[Opening ENTRIES PROVIDED section]
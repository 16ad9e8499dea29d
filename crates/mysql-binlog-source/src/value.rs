//! `mysql_async` value conversion.

use mysql_async::Value;
use sync_core::RowValue;

pub fn from_mysql_value(value: &Value) -> RowValue {
    match value {
        Value::NULL => RowValue::Null,
        Value::Bytes(b) => RowValue::Bytes(b.clone()),
        Value::Int(i) => RowValue::Int(*i),
        Value::UInt(u) => RowValue::UInt(*u),
        Value::Float(f) => RowValue::Float(*f),
        Value::Double(d) => RowValue::Double(*d),
        Value::Date(year, month, day, hour, minute, second, micros) => RowValue::Date {
            year: *year,
            month: *month,
            day: *day,
            hour: *hour,
            minute: *minute,
            second: *second,
            micros: *micros,
        },
        Value::Time(negative, days, hours, minutes, seconds, micros) => RowValue::Time {
            negative: *negative,
            days: *days,
            hours: *hours,
            minutes: *minutes,
            seconds: *seconds,
            micros: *micros,
        },
    }
}

#[cfg(test)]
mod tests {
    use super::*;

    #[test]
    fn test_conversions() {
        assert_eq!(from_mysql_value(&Value::NULL), RowValue::Null);
        assert_eq!(from_mysql_value(&Value::Int(4)), RowValue::Int(4));
        assert_eq!(
            from_mysql_value(&Value::Bytes(b"abc".to_vec())),
            RowValue::from("abc")
        );
        assert_eq!(
            from_mysql_value(&Value::Date(2023, 1, 2, 3, 4, 5, 6)),
            RowValue::Date {
                year: 2023,
                month: 1,
                day: 2,
                hour: 3,
                minute: 4,
                second: 5,
                micros: 6
            }
        );
    }
}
[Closing ENTRIES PROVIDED section]
● PROMPT
Every entry must be set down exactly, with nothing left out.

● RESPONSE TO THE TASK
repository 16ad9e8499dea29d
filename crates/mysql-binlog-source/src/value.rs
//! `mysql_async` value conversion.

use mysql_async::Value;
use sync_core::RowValue;

pub fn from_mysql_value(value: &Value) -> RowValue {
    match value {
        Value::NULL => RowValue::Null,
        Value::Bytes(b) => RowValue::Bytes(b.clone()),
        Value::Int(i) => RowValue::Int(*i),
        Value::UInt(u) => RowValue::UInt(*u),
        Value::Float(f) => RowValue::Float(*f),
        Value::Double(d) => RowValue::Double(*d),
        Value::Date(year, month, day, hour, minute, second, micros) => RowValue::Date {
            year: *year,
            month: *month,
            day: *day,
            hour: *hour,
            minute: *minute,
            second: *second,
            micros: *micros,
        },
        Value::Time(negative, days, hours, minutes, seconds, micros) => RowValue::Time {
            negative: *negative,
            days: *days,
            hours: *hours,
            minutes: *minutes,
            seconds: *seconds,
            micros: *micros,
        },
    }
}

#[cfg(test)]
mod tests {
    use super::*;

    #[test]
    fn test_conversions() {
        assert_eq!(from_mysql_value(&Value::NULL), RowValue::Null);
        assert_eq!(from_mysql_value(&Value::Int(4)), RowValue::Int(4));
        assert_eq!(
            from_mysql_value(&Value::Bytes(b"abc".to_vec())),
            RowValue::from("abc")
        );
        assert_eq!(
            from_mysql_value(&Value::Date(2023, 1, 2, 3, 4, 5, 6)),
            RowValue::Date {
                year: 2023,
                month: 1,
                day: 2,
                hour: 3,
                minute: 4,
                second: 5,
                micros: 6
            }
        );
    }
}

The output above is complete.